**Collected data entries:**
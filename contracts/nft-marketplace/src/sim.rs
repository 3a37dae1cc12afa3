//! Transaction-sequence simulation.
//!
//! A [`Simulation`] is a queue of `(sender, call, expected outcome)` steps
//! applied one by one to a deployed marketplace. Each step is a separate
//! contract invocation, so a failing step leaves no trace in the ledger and
//! later steps see exactly the state the successful ones produced. Running
//! the queue yields a [`Report`] pairing every expectation with what
//! actually happened.

#![cfg(any(test, feature = "testutils"))]

extern crate std;

use core::fmt;
use std::string::String;
use std::vec::Vec;

use soroban_sdk::Address;

use crate::{Error, NftMarketplaceContractClient};

/// One marketplace entry point with its arguments. The caller is supplied by
/// the enclosing [`Step`].
#[derive(Clone, Debug)]
pub enum Call {
    Initialize {
        nft_contract: Address,
    },
    WhitelistFt {
        ft_contract: Address,
        enabled: bool,
    },
    ListNft {
        token_id: u64,
        nft_contract: Address,
        ft_contract: Address,
        price: i128,
    },
    BuyNft {
        token_id: u64,
        nft_contract: Address,
        ft_contract: Address,
    },
    UnlistNft {
        token_id: u64,
        nft_contract: Address,
    },
    UpdatePrice {
        token_id: u64,
        price: i128,
    },
    UpdateListingFt {
        token_id: u64,
        ft_contract: Address,
        price: i128,
    },
    SetRoyaltyPercent(u32),
    SetRoyaltyRecipient(Address),
    SetPlatformFee(u32),
    SetPlatformRecipient(Address),
    SetPaused(bool),
    AdminEmergencyReturn {
        token_id: u64,
        nft_contract: Address,
    },
}

impl Call {
    /// Contract function name invoked by this call.
    pub fn function_name(&self) -> &'static str {
        match self {
            Call::Initialize { .. } => "initialize",
            Call::WhitelistFt { .. } => "whitelist_ft",
            Call::ListNft { .. } => "list_nft",
            Call::BuyNft { .. } => "buy_nft",
            Call::UnlistNft { .. } => "unlist_nft",
            Call::UpdatePrice { .. } => "update_price",
            Call::UpdateListingFt { .. } => "update_listing_ft",
            Call::SetRoyaltyPercent(_) => "set_royalty_percent",
            Call::SetRoyaltyRecipient(_) => "set_royalty_recipient",
            Call::SetPlatformFee(_) => "set_platform_fee",
            Call::SetPlatformRecipient(_) => "set_platform_recipient",
            Call::SetPaused(_) => "set_paused",
            Call::AdminEmergencyReturn { .. } => "admin_emergency_return",
        }
    }
}

/// Result of applying one step.
#[derive(Clone, Copy, Debug, Eq, PartialEq)]
pub enum Outcome {
    /// The call returned `Ok`.
    Ok,
    /// The call returned a marketplace error.
    Err(Error),
    /// The invocation trapped in the host or in another contract.
    Aborted,
}

impl Outcome {
    /// Collapses the nested result returned by a generated `try_*` client method.
    pub fn from_try<T, C, I>(result: Result<Result<T, C>, Result<Error, I>>) -> Self {
        match result {
            Ok(Ok(_)) => Outcome::Ok,
            Err(Ok(error)) => Outcome::Err(error),
            Ok(Err(_)) | Err(Err(_)) => Outcome::Aborted,
        }
    }
}

impl fmt::Display for Outcome {
    fn fmt(&self, f: &mut fmt::Formatter<'_>) -> fmt::Result {
        match self {
            Outcome::Ok => write!(f, "ok"),
            Outcome::Err(error) => write!(f, "err u{} ({:?})", *error as u32, error),
            Outcome::Aborted => write!(f, "aborted"),
        }
    }
}

#[derive(Clone, Debug)]
pub struct Step {
    pub label: String,
    pub sender: Address,
    pub call: Call,
    pub expected: Outcome,
}

#[derive(Clone, Debug)]
pub struct StepRecord {
    pub index: usize,
    pub label: String,
    pub function: &'static str,
    pub expected: Outcome,
    pub actual: Outcome,
}

impl StepRecord {
    pub fn passed(&self) -> bool {
        self.expected == self.actual
    }
}

/// Ordered command queue over a marketplace client.
pub struct Simulation {
    client: NftMarketplaceContractClient<'static>,
    queue: Vec<Step>,
}

impl Simulation {
    pub fn new(client: &NftMarketplaceContractClient<'static>) -> Self {
        Simulation {
            client: NftMarketplaceContractClient::new(&client.env, &client.address),
            queue: Vec::new(),
        }
    }

    pub fn push(&mut self, label: &str, sender: &Address, call: Call, expected: Outcome) {
        self.queue.push(Step {
            label: label.into(),
            sender: sender.clone(),
            call,
            expected,
        });
    }

    pub fn expect_ok(&mut self, label: &str, sender: &Address, call: Call) {
        self.push(label, sender, call, Outcome::Ok);
    }

    pub fn expect_err(&mut self, label: &str, sender: &Address, call: Call, error: Error) {
        self.push(label, sender, call, Outcome::Err(error));
    }

    pub fn len(&self) -> usize {
        self.queue.len()
    }

    pub fn is_empty(&self) -> bool {
        self.queue.is_empty()
    }

    /// Applies every queued step in order and records its outcome.
    ///
    /// Steps are never skipped: a failed step is recorded and the run moves on.
    pub fn run(self) -> Report {
        let records = self
            .queue
            .iter()
            .enumerate()
            .map(|(index, step)| StepRecord {
                index,
                label: step.label.clone(),
                function: step.call.function_name(),
                expected: step.expected,
                actual: self.apply(&step.sender, &step.call),
            })
            .collect();

        Report { records }
    }

    fn apply(&self, sender: &Address, call: &Call) -> Outcome {
        let client = &self.client;
        match call {
            Call::Initialize { nft_contract } => {
                Outcome::from_try(client.try_initialize(sender, nft_contract))
            }
            Call::WhitelistFt {
                ft_contract,
                enabled,
            } => Outcome::from_try(client.try_whitelist_ft(sender, ft_contract, enabled)),
            Call::ListNft {
                token_id,
                nft_contract,
                ft_contract,
                price,
            } => Outcome::from_try(client.try_list_nft(
                sender,
                token_id,
                nft_contract,
                ft_contract,
                price,
            )),
            Call::BuyNft {
                token_id,
                nft_contract,
                ft_contract,
            } => Outcome::from_try(client.try_buy_nft(sender, token_id, nft_contract, ft_contract)),
            Call::UnlistNft {
                token_id,
                nft_contract,
            } => Outcome::from_try(client.try_unlist_nft(sender, token_id, nft_contract)),
            Call::UpdatePrice { token_id, price } => {
                Outcome::from_try(client.try_update_price(sender, token_id, price))
            }
            Call::UpdateListingFt {
                token_id,
                ft_contract,
                price,
            } => Outcome::from_try(client.try_update_listing_ft(
                sender,
                token_id,
                ft_contract,
                price,
            )),
            Call::SetRoyaltyPercent(bps) => {
                Outcome::from_try(client.try_set_royalty_percent(sender, bps))
            }
            Call::SetRoyaltyRecipient(recipient) => {
                Outcome::from_try(client.try_set_royalty_recipient(sender, recipient))
            }
            Call::SetPlatformFee(bps) => Outcome::from_try(client.try_set_platform_fee(sender, bps)),
            Call::SetPlatformRecipient(recipient) => {
                Outcome::from_try(client.try_set_platform_recipient(sender, recipient))
            }
            Call::SetPaused(paused) => Outcome::from_try(client.try_set_paused(sender, paused)),
            Call::AdminEmergencyReturn {
                token_id,
                nft_contract,
            } => Outcome::from_try(client.try_admin_emergency_return(
                sender,
                token_id,
                nft_contract,
            )),
        }
    }
}

/// Recorded outcomes of a simulation run, in submission order.
#[derive(Clone, Debug)]
pub struct Report {
    pub records: Vec<StepRecord>,
}

impl Report {
    pub fn failures(&self) -> impl Iterator<Item = &StepRecord> {
        self.records.iter().filter(|record| !record.passed())
    }

    /// Actual outcome of the first step with this label.
    pub fn outcome(&self, label: &str) -> Option<Outcome> {
        self.records
            .iter()
            .find(|record| record.label == label)
            .map(|record| record.actual)
    }

    pub fn all_passed(&self) -> bool {
        self.failures().next().is_none()
    }

    /// Panics with the full step table if any step did not match its expectation.
    pub fn assert_all_passed(&self) {
        if !self.all_passed() {
            panic!("simulation diverged from expectations\n{}", self);
        }
    }
}

impl fmt::Display for Report {
    fn fmt(&self, f: &mut fmt::Formatter<'_>) -> fmt::Result {
        for record in &self.records {
            let marker = if record.passed() { "pass" } else { "FAIL" };
            writeln!(
                f,
                "[{}] #{:02} {:<40} {:<24} expected {}, got {}",
                marker, record.index, record.label, record.function, record.expected, record.actual
            )?;
        }
        Ok(())
    }
}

**TASK TO CARRY OUT:** Isolate the lines above that contain the word "marker" and copy them.

**RESULT OF THIS EXERCISE:**
            let marker = if record.passed() { "pass" } else { "FAIL" };
                marker, record.index, record.label, record.function, record.expected, record.actual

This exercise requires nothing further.